Bazelon: The main thing he did was to come up with or really promote the theory of originalism.

So the idea that when the justices and courts generally are interpreting the Constitution, they should go back to the understanding of the people who wrote the phrase or the clause that is central to the case. He was completely the public face of that theory, even though in a lot of ways Justice Thomas is really much more faithful to it, and Scalia has admitted himself that there are particular lines of jurisprudence in which he didn’t follow originalism, especially in terms of civil rights he adhered to Brown v.

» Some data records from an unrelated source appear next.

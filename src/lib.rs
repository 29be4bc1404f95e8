//! # copytrade-core
//!
//! The replication core of a copy-trading service: on every accepted
//! master order, fan out transformed orders to the master's followers
//! against an IIFL-style broker HTTP API — with bounded concurrency,
//! per-follower risk gating, retry with backoff, and sub-second tail
//! latency as the design target.
//!
//! The crate is the engine a front door embeds; user registration,
//! billing, dashboards, and the outer HTTP server live elsewhere.
//!
//! ## Quick Start
//!
//! ```no_run
//! use std::sync::Arc;
//!
//! use copytrade_core::broker::{IiflAuthClient, IiflBroker};
//! use copytrade_core::config::CoreConfig;
//! use copytrade_core::engine::{Dispatcher, DispatcherParts, IngressHook};
//! use copytrade_core::marks::MarkCache;
//! use copytrade_core::publish::EventPublisher;
//! use copytrade_core::risk::{BrokerPortfolio, RiskGate};
//! use copytrade_core::session::CredentialVault;
//! use copytrade_core::store::{Database, EventLog, FollowerRegistry, InstrumentMapper, OrderStore};
//! use copytrade_core::types::RiskEnvelope;
//!
//! # fn main() -> copytrade_core::Result<()> {
//! let cfg = CoreConfig::from_env()?;
//! let db = Database::open("copytrade.db")?;
//!
//! let store = Arc::new(OrderStore::new(db.clone()));
//! let registry = Arc::new(FollowerRegistry::new(db.clone(), cfg.follower_snapshot_ttl));
//! let mapper = Arc::new(InstrumentMapper::new(db.clone()));
//! let events = Arc::new(EventLog::new(db.clone()));
//!
//! let auth = Arc::new(IiflAuthClient::new(&cfg));
//! let vault = Arc::new(CredentialVault::new(
//!     db,
//!     std::env::var("COPYTRADE_MASTER_KEY").unwrap_or_default(),
//!     auth,
//!     cfg.session_refresh_guard,
//! ));
//! let broker = Arc::new(IiflBroker::new(&cfg, vault.clone()));
//! let portfolio = Arc::new(BrokerPortfolio::new(vault.clone(), broker.clone()));
//! let marks = Arc::new(MarkCache::new());
//! let gate = Arc::new(RiskGate::new(
//!     store.clone(),
//!     portfolio.clone(),
//!     marks.clone(),
//!     RiskEnvelope::default(),
//! ));
//!
//! let publisher = EventPublisher::default();
//! let (_stop, shutdown) = tokio::sync::watch::channel(false);
//! let dispatcher = Dispatcher::new(
//!     cfg,
//!     DispatcherParts {
//!         store: store.clone(),
//!         registry,
//!         mapper,
//!         vault,
//!         broker,
//!         gate,
//!         portfolio,
//!         marks,
//!         events,
//!         publisher: publisher.clone(),
//!     },
//!     shutdown,
//! );
//! let _hook = IngressHook::new(dispatcher, store, publisher);
//! // The front door calls hook.on_master_order_accepted(id) per order.
//! # Ok(())
//! # }
//! ```

pub mod broker;
pub mod config;
pub mod constants;
pub mod engine;
pub mod error;
pub mod marks;
pub mod policy;
pub mod publish;
pub mod risk;
pub mod session;
pub mod store;
pub mod types;

/// Re-export the engine entry points at the crate root for convenience.
pub use engine::{Dispatcher, DispatcherParts, IngressHook, Reconciler};
/// Re-export the error type and Result alias.
pub use error::{BrokerError, CoreError, Result};
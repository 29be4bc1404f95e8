//! The order store.
//!
//! One row per order, master or follower. Status appends are atomic and
//! optimistic: the update is conditional on the revision the caller read,
//! and non-monotonic transitions are refused with
//! [`CoreError::StaleTransition`]. Fan-out creates many parent-referencing
//! rows concurrently; the shared connection serializes the writes.

use chrono::{DateTime, Utc};
use rusqlite::{Row, params};

use crate::error::{CoreError, Result};
use crate::store::Database;
use crate::types::enums::*;
use crate::types::order::{Order, OrderDraft, OrderId, StatusUpdate};

/// Persistent record of orders and their status transitions.
#[derive(Clone)]
pub struct OrderStore {
    db: Database,
}

impl OrderStore {
    /// Build a store over the shared database.
    pub fn new(db: Database) -> Self {
        Self { db }
    }

    /// Create an order from a draft. Assigns identity, `PENDING` status,
    /// and revision 0. A follower draft must match its parent's side and
    /// symbol.
    pub async fn create(&self, draft: OrderDraft) -> Result<Order> {
        if draft.quantity == 0 {
            return Err(CoreError::InvalidArgument(
                "order quantity must be positive".into(),
            ));
        }

        let id = OrderId::generate();
        let created_at = Utc::now();
        let conn = self.db.conn().lock().await;

        if let Some(parent_id) = &draft.parent_id {
            let parent = query_order(&conn, parent_id)?
                .ok_or_else(|| CoreError::OrderNotFound(parent_id.to_string()))?;
            if parent.side != draft.side || parent.symbol != draft.symbol {
                return Err(CoreError::InvalidArgument(format!(
                    "follower order must match parent side and symbol \
                     (parent {} {}, draft {} {})",
                    parent.side.as_str(),
                    parent.symbol,
                    draft.side.as_str(),
                    draft.symbol,
                )));
            }
        }

        conn.execute(
            "INSERT INTO orders (
                id, account, strategy_id, parent_id, side, order_type, symbol,
                exchange, quantity, price, trigger_price, product, validity,
                created_at, status, traded_qty, status_revision
             ) VALUES (?1, ?2, ?3, ?4, ?5, ?6, ?7, ?8, ?9, ?10, ?11, ?12, ?13,
                       ?14, ?15, 0, 0)",
            params![
                id.as_str(),
                draft.account,
                draft.strategy_id,
                draft.parent_id.as_ref().map(|p| p.as_str()),
                draft.side.as_str(),
                draft.order_type.as_str(),
                draft.symbol,
                draft.exchange.as_str(),
                draft.quantity,
                draft.price,
                draft.trigger_price,
                draft.product.as_str(),
                draft.validity.as_str(),
                created_at.to_rfc3339(),
                OrderStatus::PENDING.as_str(),
            ],
        )?;

        let order = query_order(&conn, &id)?.ok_or_else(|| {
            CoreError::OrderNotFound(id.to_string())
        })?;
        Ok(order)
    }

    /// Fetch an order by id.
    pub async fn get(&self, id: &OrderId) -> Result<Order> {
        let conn = self.db.conn().lock().await;
        query_order(&conn, id)?.ok_or_else(|| CoreError::OrderNotFound(id.to_string()))
    }

    /// Append a status transition.
    ///
    /// Atomic: reads the current status and revision, validates the
    /// transition against the status partial order, and writes conditionally
    /// on the revision it read. A refused transition or a lost race returns
    /// [`CoreError::StaleTransition`]; callers discard it and reread.
    pub async fn append_status(
        &self,
        id: &OrderId,
        new_status: OrderStatus,
        update: StatusUpdate,
    ) -> Result<Order> {
        let conn = self.db.conn().lock().await;

        let current = query_order(&conn, id)?
            .ok_or_else(|| CoreError::OrderNotFound(id.to_string()))?;

        if !current.status.can_transition_to(new_status) {
            return Err(CoreError::StaleTransition {
                order_id: id.to_string(),
                from: current.status,
                to: new_status,
            });
        }

        let now = Utc::now().to_rfc3339();
        let submitted_at = if new_status == OrderStatus::SUBMITTED {
            Some(now.clone())
        } else {
            None
        };
        let terminal_at = if new_status.is_terminal() {
            Some(now)
        } else {
            None
        };

        let changed = conn.execute(
            "UPDATE orders SET
                status = ?1,
                status_revision = status_revision + 1,
                broker_order_id = COALESCE(?2, broker_order_id),
                exchange_order_id = COALESCE(?3, exchange_order_id),
                last_message = COALESCE(?4, last_message),
                traded_qty = COALESCE(?5, traded_qty),
                avg_trade_price = COALESCE(?6, avg_trade_price),
                submitted_at = COALESCE(?7, submitted_at),
                terminal_at = COALESCE(?8, terminal_at)
             WHERE id = ?9 AND status_revision = ?10",
            params![
                new_status.as_str(),
                update.broker_order_id,
                update.exchange_order_id,
                update.message,
                update.traded_qty,
                update.avg_trade_price,
                submitted_at,
                terminal_at,
                id.as_str(),
                current.status_revision,
            ],
        )?;
        if changed == 0 {
            return Err(CoreError::StaleTransition {
                order_id: id.to_string(),
                from: current.status,
                to: new_status,
            });
        }

        let order = query_order(&conn, id)?
            .ok_or_else(|| CoreError::OrderNotFound(id.to_string()))?;
        tracing::debug!(
            order_id = %id,
            status = new_status.as_str(),
            revision = order.status_revision,
            "order status appended"
        );
        Ok(order)
    }

    /// All orders derived from `parent`.
    pub async fn list_by_parent(&self, parent: &OrderId) -> Result<Vec<Order>> {
        let conn = self.db.conn().lock().await;
        let mut stmt = conn.prepare_cached(
            "SELECT * FROM orders WHERE parent_id = ?1 ORDER BY created_at",
        )?;
        let rows = stmt.query_map([parent.as_str()], row_to_order)?;
        Ok(rows.collect::<rusqlite::Result<Vec<_>>>()?)
    }

    /// The follower order already created for `(parent, account)`, if any.
    /// A re-dispatch short-circuits on this instead of placing twice.
    pub async fn find_follower_order(
        &self,
        parent: &OrderId,
        account: &str,
    ) -> Result<Option<Order>> {
        let conn = self.db.conn().lock().await;
        let mut stmt = conn.prepare_cached(
            "SELECT * FROM orders WHERE parent_id = ?1 AND account = ?2 LIMIT 1",
        )?;
        let mut rows = stmt.query_map(params![parent.as_str(), account], row_to_order)?;
        rows.next().transpose().map_err(Into::into)
    }

    /// All orders currently in `UNKNOWN` status, oldest first. The
    /// reconciler's work queue.
    pub async fn list_unknown(&self) -> Result<Vec<Order>> {
        let conn = self.db.conn().lock().await;
        let mut stmt = conn.prepare_cached(
            "SELECT * FROM orders WHERE status = 'UNKNOWN' ORDER BY created_at",
        )?;
        let rows = stmt.query_map([], row_to_order)?;
        Ok(rows.collect::<rusqlite::Result<Vec<_>>>()?)
    }

    /// Realized PnL for today's executed follower trades of `account`:
    /// sell-notional minus buy-notional over traded quantities.
    pub async fn realized_pnl_today(&self, account: &str) -> Result<f64> {
        let midnight = Utc::now()
            .date_naive()
            .and_hms_opt(0, 0, 0)
            .map(|dt| DateTime::<Utc>::from_naive_utc_and_offset(dt, Utc).to_rfc3339())
            .unwrap_or_default();

        let conn = self.db.conn().lock().await;
        let mut stmt = conn.prepare_cached(
            "SELECT side, traded_qty, avg_trade_price, price FROM orders
             WHERE account = ?1 AND parent_id IS NOT NULL
               AND traded_qty > 0 AND created_at >= ?2",
        )?;
        let mut pnl = 0.0;
        let mut rows = stmt.query(params![account, midnight])?;
        while let Some(row) = rows.next()? {
            let side: String = row.get(0)?;
            let traded_qty: u32 = row.get(1)?;
            let avg: Option<f64> = row.get(2)?;
            let price: Option<f64> = row.get(3)?;
            let Some(px) = avg.or(price) else { continue };
            let notional = px * f64::from(traded_qty);
            match side.as_str() {
                "SELL" => pnl += notional,
                _ => pnl -= notional,
            }
        }
        Ok(pnl)
    }
}

fn query_order(conn: &rusqlite::Connection, id: &OrderId) -> Result<Option<Order>> {
    let mut stmt = conn.prepare_cached("SELECT * FROM orders WHERE id = ?1")?;
    let mut rows = stmt.query_map([id.as_str()], row_to_order)?;
    rows.next().transpose().map_err(Into::into)
}

fn parse_enum<T>(
    idx: usize,
    parse: impl FnOnce(&str) -> Option<T>,
    raw: &str,
) -> rusqlite::Result<T> {
    parse(raw).ok_or_else(|| {
        rusqlite::Error::FromSqlConversionFailure(
            idx,
            rusqlite::types::Type::Text,
            format!("unrecognized value: {raw:?}").into(),
        )
    })
}

fn parse_ts(idx: usize, raw: &str) -> rusqlite::Result<DateTime<Utc>> {
    DateTime::parse_from_rfc3339(raw)
        .map(|dt| dt.with_timezone(&Utc))
        .map_err(|e| {
            rusqlite::Error::FromSqlConversionFailure(
                idx,
                rusqlite::types::Type::Text,
                format!("bad timestamp {raw:?}: {e}").into(),
            )
        })
}

fn row_to_order(row: &Row<'_>) -> rusqlite::Result<Order> {
    let side: String = row.get("side")?;
    let order_type: String = row.get("order_type")?;
    let exchange: String = row.get("exchange")?;
    let product: String = row.get("product")?;
    let validity: String = row.get("validity")?;
    let status: String = row.get("status")?;
    let created_at: String = row.get("created_at")?;
    let submitted_at: Option<String> = row.get("submitted_at")?;
    let terminal_at: Option<String> = row.get("terminal_at")?;

    Ok(Order {
        id: OrderId::from(row.get::<_, String>("id")?),
        account: row.get("account")?,
        strategy_id: row.get("strategy_id")?,
        parent_id: row.get::<_, Option<String>>("parent_id")?.map(OrderId::from),
        side: parse_enum(4, Side::parse, &side)?,
        order_type: parse_enum(5, OrderType::parse, &order_type)?,
        symbol: row.get("symbol")?,
        exchange: parse_enum(7, Exchange::parse, &exchange)?,
        quantity: row.get("quantity")?,
        price: row.get("price")?,
        trigger_price: row.get("trigger_price")?,
        product: parse_enum(11, ProductType::parse, &product)?,
        validity: parse_enum(12, Validity::parse, &validity)?,
        created_at: parse_ts(13, &created_at)?,
        submitted_at: submitted_at.as_deref().map(|s| parse_ts(14, s)).transpose()?,
        terminal_at: terminal_at.as_deref().map(|s| parse_ts(15, s)).transpose()?,
        status: parse_enum(16, OrderStatus::parse, &status)?,
        broker_order_id: row.get("broker_order_id")?,
        exchange_order_id: row.get("exchange_order_id")?,
        last_message: row.get("last_message")?,
        traded_qty: row.get("traded_qty")?,
        avg_trade_price: row.get("avg_trade_price")?,
        status_revision: row.get("status_revision")?,
    })
}
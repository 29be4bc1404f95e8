//! Broker instrument codes.

use serde::{Deserialize, Serialize};

use crate::types::enums::{Exchange, ExchangeSegment};

/// Mapping from a trading symbol to the broker's numeric scrip code.
///
/// `(symbol, exchange)` is unique while active. Populated offline from the
/// broker's scrip master dump and refreshed out of band.
#[derive(Debug, Clone, Serialize, Deserialize)]
pub struct InstrumentCode {
    pub symbol: String,
    pub exchange: Exchange,
    pub segment: ExchangeSegment,
    /// Broker-assigned numeric instrument code.
    pub scrip_code: i64,
    /// Minimum tradable lot; follower quantities floor to a multiple of it.
    pub lot_size: u32,
    pub active: bool,
}

impl InstrumentCode {
    /// Floor `quantity` to a multiple of the lot size. A lot size of zero or
    /// one leaves the quantity unchanged.
    pub fn floor_to_lot(&self, quantity: u32) -> u32 {
        if self.lot_size <= 1 {
            return quantity;
        }
        quantity - quantity % self.lot_size
    }
}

Board of Education, even though it’s pretty clear that the drafters of the 14th Amendment were not trying to desegregate the schools at the time.

So then he wound up calling himself a feint-hearted originalist, which you could either say kills off the whole theory, because it introduces inconsistency, or that it was his way of, as he said, making sure that he didn’t seem like a nut. That contribution to legal thinking, and the degree to which he has pulled conservatives on the court in that direction and his rejection of legislative history, of looking at what the Senate or Congress was thinking about supposedly, or talked about in the record before they passed a law.

He didn’t like that. Those were really important contributions. And then I think the last thing is just he had such a strong personality. He is so sure of himself. He is such a pleasure to read often because he is really trying to write for a wider audience, to bring in humor, and yes, snark, but to make it entertaining.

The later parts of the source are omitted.